[[ Exercise data, beginning ]]

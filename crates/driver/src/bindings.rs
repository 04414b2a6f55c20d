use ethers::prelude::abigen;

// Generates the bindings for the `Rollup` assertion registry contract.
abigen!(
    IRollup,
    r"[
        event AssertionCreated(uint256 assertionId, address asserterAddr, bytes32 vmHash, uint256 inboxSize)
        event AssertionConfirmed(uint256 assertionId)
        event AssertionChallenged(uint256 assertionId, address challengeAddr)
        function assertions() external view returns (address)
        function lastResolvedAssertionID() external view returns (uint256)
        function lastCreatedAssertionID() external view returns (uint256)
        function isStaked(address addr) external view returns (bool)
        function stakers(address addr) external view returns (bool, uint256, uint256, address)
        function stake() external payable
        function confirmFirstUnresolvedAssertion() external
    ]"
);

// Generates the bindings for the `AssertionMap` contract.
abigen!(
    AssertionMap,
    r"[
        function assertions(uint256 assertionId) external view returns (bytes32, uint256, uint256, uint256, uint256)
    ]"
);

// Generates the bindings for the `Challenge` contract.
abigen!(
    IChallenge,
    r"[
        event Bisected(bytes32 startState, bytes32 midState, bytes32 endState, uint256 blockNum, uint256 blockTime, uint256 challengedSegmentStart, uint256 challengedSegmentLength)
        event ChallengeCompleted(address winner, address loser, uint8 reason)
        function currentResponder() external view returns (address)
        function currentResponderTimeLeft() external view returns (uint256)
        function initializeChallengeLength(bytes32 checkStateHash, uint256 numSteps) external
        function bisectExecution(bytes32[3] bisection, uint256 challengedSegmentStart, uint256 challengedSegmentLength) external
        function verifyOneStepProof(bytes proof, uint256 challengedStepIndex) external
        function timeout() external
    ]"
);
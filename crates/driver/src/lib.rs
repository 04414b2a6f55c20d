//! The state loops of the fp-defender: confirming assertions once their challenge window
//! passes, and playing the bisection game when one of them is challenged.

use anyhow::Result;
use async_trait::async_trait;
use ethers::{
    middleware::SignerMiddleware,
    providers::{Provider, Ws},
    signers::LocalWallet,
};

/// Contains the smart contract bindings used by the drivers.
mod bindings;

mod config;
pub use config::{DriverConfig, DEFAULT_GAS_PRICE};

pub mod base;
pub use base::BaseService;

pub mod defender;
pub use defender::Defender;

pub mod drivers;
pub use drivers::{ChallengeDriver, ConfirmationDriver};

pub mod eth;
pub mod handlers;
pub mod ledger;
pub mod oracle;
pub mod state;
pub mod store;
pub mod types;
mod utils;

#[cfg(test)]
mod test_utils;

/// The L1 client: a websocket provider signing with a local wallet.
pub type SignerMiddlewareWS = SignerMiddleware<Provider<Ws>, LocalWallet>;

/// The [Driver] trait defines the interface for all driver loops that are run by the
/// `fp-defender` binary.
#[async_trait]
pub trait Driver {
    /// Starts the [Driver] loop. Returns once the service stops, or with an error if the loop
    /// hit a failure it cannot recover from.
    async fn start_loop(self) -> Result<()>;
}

[[ Exercise data, end ]]
[[ Exercise data, beginning ]]

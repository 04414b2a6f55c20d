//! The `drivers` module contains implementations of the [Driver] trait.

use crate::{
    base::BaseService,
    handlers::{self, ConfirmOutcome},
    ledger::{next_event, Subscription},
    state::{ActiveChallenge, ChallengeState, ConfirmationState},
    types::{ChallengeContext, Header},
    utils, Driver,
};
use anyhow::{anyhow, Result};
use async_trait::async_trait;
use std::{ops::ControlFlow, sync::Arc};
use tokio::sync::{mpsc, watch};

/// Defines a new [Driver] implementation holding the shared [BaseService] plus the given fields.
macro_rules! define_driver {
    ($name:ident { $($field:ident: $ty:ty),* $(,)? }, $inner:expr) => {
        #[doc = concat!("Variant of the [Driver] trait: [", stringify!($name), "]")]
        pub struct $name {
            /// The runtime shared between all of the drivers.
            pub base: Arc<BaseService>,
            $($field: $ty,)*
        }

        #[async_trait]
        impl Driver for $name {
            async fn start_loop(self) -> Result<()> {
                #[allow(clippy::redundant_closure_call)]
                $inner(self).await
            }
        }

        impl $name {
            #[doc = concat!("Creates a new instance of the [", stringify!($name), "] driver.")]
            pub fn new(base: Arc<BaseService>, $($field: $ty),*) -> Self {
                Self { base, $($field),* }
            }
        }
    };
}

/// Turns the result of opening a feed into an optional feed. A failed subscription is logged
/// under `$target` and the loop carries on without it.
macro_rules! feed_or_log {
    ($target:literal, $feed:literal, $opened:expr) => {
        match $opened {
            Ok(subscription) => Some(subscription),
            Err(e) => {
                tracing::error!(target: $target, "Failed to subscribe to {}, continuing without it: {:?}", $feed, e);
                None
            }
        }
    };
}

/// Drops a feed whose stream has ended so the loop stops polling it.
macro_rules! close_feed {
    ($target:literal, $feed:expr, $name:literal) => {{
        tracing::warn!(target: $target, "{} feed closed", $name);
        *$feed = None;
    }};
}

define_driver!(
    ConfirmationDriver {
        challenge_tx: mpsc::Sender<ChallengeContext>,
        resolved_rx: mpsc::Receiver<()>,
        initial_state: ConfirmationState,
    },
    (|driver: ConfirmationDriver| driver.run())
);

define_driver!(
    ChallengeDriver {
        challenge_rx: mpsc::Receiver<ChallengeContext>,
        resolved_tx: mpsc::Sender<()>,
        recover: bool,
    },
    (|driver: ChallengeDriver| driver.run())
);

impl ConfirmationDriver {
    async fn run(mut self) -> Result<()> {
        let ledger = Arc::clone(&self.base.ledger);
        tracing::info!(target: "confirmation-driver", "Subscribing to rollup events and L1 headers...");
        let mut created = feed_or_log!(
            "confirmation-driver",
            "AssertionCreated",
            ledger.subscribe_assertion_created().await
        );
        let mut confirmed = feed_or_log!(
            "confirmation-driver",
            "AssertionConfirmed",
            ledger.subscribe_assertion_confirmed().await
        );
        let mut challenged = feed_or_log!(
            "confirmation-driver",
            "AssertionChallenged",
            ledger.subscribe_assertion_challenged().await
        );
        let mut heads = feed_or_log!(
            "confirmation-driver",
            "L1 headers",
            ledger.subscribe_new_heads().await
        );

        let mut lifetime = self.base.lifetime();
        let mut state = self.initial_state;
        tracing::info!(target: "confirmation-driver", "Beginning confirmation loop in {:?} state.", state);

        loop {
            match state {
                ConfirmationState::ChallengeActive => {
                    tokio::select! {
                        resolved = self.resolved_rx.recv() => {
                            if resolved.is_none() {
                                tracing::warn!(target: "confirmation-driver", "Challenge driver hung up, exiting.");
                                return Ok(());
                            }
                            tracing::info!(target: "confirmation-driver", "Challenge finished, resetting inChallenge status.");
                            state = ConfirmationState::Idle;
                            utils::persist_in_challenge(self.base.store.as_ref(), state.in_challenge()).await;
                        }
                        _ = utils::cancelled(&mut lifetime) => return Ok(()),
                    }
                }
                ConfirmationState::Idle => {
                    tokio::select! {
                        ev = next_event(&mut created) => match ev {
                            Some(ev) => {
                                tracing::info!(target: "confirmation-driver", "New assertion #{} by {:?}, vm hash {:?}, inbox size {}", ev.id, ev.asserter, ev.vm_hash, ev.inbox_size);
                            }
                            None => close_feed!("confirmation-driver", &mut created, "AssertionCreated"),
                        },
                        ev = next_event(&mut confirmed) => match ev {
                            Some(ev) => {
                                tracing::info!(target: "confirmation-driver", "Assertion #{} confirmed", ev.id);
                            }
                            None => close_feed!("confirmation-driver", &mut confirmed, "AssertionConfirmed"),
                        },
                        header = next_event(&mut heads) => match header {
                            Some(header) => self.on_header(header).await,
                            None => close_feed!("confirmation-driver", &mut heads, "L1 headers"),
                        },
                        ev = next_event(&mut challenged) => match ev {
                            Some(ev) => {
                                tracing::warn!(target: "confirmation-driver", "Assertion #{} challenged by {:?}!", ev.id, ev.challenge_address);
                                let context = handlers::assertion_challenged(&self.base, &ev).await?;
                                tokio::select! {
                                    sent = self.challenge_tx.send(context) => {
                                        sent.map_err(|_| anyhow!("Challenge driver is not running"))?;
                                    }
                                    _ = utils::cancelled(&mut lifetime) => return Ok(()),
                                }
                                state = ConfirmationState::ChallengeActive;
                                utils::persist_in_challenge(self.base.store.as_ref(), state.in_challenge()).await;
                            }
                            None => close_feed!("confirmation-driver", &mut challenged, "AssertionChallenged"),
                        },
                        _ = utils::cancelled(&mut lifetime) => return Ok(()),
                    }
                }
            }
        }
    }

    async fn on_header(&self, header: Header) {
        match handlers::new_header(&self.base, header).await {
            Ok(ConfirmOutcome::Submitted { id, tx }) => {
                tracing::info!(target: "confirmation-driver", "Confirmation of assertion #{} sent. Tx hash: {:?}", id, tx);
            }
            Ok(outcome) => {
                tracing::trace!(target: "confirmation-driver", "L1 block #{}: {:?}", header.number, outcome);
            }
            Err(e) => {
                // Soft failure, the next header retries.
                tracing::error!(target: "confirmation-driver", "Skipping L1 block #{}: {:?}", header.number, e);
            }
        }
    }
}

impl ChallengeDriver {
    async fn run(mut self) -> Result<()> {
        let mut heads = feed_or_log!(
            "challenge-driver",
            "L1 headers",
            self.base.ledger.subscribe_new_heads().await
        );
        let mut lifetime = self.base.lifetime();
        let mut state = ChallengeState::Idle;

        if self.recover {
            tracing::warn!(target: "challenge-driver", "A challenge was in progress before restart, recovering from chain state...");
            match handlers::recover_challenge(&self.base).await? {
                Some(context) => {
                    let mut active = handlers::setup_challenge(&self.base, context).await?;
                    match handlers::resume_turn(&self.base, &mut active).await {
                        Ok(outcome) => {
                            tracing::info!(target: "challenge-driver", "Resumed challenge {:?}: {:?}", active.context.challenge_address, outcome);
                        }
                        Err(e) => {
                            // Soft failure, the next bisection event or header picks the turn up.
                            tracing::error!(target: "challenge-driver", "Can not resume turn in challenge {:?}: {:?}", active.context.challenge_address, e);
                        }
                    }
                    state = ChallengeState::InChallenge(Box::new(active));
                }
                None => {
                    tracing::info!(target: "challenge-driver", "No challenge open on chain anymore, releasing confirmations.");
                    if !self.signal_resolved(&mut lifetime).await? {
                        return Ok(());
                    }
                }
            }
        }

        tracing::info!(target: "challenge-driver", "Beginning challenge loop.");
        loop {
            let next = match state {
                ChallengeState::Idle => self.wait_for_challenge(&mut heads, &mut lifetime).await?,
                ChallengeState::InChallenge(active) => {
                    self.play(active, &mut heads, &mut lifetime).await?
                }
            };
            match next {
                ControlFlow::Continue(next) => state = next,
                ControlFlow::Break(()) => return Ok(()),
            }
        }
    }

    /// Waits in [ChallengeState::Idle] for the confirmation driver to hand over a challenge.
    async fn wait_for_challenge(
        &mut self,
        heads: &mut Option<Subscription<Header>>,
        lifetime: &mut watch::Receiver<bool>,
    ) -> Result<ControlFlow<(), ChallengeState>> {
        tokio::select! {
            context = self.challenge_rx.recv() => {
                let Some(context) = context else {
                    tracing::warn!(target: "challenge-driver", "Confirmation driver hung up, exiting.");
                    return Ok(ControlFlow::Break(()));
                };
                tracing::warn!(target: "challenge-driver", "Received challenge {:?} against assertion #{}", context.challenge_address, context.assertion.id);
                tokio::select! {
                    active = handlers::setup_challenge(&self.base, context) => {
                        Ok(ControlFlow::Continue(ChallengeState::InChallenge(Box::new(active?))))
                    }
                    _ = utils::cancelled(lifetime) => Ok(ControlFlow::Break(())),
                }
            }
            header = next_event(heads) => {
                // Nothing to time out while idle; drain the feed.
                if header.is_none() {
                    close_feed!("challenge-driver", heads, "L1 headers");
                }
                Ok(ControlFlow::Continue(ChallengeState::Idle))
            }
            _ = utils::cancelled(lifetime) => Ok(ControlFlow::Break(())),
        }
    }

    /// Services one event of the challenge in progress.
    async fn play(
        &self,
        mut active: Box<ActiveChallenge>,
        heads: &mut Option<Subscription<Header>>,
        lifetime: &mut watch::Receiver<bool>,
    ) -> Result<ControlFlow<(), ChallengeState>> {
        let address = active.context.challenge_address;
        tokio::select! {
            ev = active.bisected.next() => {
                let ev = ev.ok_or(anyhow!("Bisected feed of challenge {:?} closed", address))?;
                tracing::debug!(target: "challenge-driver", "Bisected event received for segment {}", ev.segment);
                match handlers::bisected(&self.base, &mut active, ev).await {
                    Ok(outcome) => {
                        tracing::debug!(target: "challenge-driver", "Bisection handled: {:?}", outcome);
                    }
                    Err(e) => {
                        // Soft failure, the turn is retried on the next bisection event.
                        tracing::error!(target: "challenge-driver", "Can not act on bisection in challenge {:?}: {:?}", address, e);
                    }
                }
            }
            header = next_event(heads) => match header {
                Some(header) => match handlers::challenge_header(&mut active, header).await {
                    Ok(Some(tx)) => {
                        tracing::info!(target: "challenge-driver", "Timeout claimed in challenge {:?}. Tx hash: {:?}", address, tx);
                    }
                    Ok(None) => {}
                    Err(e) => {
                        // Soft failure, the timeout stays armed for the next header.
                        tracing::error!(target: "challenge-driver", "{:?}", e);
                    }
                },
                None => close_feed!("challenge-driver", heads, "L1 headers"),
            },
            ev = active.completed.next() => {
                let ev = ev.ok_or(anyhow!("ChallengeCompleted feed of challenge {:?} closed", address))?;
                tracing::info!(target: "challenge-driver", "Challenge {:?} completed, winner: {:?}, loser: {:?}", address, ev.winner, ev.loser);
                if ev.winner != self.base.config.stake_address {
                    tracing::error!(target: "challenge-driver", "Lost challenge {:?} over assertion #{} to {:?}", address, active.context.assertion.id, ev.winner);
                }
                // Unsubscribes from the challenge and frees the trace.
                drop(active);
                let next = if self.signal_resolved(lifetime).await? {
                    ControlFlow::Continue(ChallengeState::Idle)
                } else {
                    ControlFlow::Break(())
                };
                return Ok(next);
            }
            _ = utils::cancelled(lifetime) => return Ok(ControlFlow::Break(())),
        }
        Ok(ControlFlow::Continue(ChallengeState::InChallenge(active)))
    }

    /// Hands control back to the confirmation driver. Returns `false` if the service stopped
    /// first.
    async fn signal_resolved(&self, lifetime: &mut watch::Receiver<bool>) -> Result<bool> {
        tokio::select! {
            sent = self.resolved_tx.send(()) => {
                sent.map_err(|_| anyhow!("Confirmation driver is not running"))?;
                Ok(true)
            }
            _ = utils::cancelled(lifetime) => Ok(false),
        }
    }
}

[[ Exercise data, end ]]
[[ Exercise data, beginning ]]

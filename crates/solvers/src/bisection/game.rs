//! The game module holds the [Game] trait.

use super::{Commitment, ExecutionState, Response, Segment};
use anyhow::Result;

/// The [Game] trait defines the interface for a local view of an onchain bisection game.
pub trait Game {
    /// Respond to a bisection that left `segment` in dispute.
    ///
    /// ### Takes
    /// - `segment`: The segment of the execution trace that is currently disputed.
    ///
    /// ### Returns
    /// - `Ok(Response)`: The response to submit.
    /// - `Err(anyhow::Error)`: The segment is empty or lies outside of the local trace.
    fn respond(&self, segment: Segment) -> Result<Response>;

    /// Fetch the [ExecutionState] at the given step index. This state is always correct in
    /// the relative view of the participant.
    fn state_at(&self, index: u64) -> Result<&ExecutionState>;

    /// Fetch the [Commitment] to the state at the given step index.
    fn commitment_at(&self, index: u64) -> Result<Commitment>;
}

[[ Exercise data, end ]]

■ Exercise prompt: The lines you need are those containing "view"; find them in the records and copy them.

■ Written response:
        function assertions() external view returns (address)
        function lastResolvedAssertionID() external view returns (uint256)
        function lastCreatedAssertionID() external view returns (uint256)
        function isStaked(address addr) external view returns (bool)
        function stakers(address addr) external view returns (bool, uint256, uint256, address)
        function assertions(uint256 assertionId) external view returns (bytes32, uint256, uint256, uint256, uint256)
        function currentResponder() external view returns (address)
        function currentResponderTimeLeft() external view returns (uint256)
/// The [Game] trait defines the interface for a local view of an onchain bisection game.
    /// the relative view of the participant.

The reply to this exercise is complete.